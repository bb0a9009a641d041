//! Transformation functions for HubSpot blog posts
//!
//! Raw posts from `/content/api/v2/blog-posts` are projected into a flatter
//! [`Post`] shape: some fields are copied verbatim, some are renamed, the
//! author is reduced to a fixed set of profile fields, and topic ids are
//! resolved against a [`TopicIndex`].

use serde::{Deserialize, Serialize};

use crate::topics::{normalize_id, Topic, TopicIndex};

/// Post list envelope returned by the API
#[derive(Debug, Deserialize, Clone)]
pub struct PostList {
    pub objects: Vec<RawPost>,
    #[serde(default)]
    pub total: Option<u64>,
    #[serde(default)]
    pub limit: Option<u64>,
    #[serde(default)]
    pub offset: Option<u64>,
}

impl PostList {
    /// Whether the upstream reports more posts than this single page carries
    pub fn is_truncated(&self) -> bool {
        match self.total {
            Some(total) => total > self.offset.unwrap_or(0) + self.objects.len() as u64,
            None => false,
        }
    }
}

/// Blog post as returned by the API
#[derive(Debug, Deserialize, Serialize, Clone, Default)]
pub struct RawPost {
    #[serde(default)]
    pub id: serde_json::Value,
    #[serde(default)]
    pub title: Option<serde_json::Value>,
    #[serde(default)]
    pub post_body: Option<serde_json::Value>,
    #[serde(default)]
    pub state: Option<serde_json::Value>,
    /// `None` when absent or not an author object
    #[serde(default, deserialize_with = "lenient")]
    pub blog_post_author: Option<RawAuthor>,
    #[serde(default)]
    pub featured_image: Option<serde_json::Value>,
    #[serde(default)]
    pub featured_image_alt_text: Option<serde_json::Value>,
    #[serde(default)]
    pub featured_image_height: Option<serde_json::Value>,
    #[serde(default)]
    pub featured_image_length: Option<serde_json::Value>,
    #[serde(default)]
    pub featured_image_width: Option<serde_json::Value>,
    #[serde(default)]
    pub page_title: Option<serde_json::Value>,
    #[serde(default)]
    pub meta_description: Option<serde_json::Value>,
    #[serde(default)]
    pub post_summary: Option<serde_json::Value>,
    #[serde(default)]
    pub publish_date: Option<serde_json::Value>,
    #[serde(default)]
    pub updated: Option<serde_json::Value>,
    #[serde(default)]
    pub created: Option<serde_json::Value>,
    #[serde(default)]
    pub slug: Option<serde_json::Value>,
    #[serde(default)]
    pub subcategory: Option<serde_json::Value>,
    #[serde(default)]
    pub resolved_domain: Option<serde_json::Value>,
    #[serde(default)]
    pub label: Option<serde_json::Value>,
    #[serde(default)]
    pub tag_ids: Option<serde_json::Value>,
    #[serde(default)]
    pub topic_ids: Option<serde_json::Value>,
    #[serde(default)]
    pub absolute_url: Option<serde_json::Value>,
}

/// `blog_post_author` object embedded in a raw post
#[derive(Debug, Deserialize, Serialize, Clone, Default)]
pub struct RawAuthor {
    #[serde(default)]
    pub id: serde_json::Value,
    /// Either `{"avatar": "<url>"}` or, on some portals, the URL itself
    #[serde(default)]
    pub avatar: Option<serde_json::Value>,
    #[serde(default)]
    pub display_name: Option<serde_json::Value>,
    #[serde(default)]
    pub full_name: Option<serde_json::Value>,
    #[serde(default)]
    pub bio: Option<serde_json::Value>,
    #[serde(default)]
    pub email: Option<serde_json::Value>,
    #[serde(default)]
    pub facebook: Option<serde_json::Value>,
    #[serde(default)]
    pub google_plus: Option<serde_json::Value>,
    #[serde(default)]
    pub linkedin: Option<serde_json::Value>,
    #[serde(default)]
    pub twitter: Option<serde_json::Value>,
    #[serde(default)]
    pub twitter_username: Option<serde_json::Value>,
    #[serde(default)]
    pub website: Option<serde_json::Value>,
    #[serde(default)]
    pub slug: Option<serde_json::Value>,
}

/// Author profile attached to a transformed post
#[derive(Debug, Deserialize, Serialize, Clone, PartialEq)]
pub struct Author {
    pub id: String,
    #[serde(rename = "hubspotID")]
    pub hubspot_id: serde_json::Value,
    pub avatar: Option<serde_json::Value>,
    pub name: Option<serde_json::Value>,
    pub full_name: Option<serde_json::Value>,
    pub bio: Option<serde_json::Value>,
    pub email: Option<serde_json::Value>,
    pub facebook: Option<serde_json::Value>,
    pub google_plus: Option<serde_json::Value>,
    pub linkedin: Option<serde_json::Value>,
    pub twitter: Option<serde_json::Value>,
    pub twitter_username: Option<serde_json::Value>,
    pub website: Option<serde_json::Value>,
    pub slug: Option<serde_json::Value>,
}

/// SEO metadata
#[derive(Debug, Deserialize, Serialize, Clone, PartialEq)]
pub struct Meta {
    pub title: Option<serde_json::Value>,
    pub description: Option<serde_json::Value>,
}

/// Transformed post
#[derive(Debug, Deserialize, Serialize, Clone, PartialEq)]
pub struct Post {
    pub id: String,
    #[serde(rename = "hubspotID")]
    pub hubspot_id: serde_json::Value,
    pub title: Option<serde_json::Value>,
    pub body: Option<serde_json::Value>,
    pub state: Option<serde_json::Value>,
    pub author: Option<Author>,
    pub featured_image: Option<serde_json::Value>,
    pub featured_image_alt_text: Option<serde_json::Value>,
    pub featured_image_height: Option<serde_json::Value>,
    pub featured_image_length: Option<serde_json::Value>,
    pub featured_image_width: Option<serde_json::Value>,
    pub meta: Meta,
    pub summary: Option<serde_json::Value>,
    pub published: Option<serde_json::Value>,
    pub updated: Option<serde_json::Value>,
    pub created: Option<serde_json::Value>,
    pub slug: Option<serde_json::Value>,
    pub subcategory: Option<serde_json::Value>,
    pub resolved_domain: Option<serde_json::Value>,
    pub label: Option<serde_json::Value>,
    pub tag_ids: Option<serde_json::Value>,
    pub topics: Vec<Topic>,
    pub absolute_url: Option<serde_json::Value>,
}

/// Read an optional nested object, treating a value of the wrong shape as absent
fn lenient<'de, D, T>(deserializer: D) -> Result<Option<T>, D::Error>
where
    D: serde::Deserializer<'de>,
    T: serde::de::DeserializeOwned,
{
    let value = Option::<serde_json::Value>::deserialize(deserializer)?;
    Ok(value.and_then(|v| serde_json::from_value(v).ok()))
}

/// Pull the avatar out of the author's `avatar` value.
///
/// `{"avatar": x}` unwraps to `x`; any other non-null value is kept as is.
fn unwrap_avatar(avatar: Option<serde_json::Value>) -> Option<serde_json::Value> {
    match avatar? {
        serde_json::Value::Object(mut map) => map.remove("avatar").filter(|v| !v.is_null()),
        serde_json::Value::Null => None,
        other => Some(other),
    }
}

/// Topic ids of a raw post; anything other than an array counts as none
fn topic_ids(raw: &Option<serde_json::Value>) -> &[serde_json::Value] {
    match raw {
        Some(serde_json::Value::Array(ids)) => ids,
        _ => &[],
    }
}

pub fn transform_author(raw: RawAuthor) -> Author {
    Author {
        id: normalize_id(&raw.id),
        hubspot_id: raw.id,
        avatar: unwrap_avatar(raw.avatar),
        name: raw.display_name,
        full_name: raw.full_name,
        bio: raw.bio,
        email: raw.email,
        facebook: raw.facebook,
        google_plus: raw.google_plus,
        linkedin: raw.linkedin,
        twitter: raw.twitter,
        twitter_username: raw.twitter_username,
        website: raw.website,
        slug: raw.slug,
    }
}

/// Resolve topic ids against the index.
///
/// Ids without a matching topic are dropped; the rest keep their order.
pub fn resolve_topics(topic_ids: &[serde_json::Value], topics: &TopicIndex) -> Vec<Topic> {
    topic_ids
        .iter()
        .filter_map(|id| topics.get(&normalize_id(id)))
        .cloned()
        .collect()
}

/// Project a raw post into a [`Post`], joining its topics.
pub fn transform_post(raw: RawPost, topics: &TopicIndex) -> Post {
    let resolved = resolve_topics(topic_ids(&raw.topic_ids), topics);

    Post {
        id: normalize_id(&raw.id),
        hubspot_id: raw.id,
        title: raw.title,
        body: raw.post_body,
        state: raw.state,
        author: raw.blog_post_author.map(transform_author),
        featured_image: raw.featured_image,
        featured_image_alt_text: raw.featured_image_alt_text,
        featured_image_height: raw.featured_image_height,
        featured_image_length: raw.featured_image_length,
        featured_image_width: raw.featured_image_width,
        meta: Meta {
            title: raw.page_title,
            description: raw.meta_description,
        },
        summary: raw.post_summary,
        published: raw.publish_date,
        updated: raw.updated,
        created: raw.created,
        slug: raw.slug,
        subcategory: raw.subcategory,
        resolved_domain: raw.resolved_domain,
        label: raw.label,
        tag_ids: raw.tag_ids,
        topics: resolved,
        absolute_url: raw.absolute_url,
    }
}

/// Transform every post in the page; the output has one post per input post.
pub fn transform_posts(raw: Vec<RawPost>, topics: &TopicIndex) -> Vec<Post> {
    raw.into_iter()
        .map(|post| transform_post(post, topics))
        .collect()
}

**Assignment**
Only lines holding the word "fields" are wanted; copy each one from the listing.

**Answer section**
//! [`Post`] shape: some fields are copied verbatim, some are renamed, the
//! author is reduced to a fixed set of profile fields, and topic ids are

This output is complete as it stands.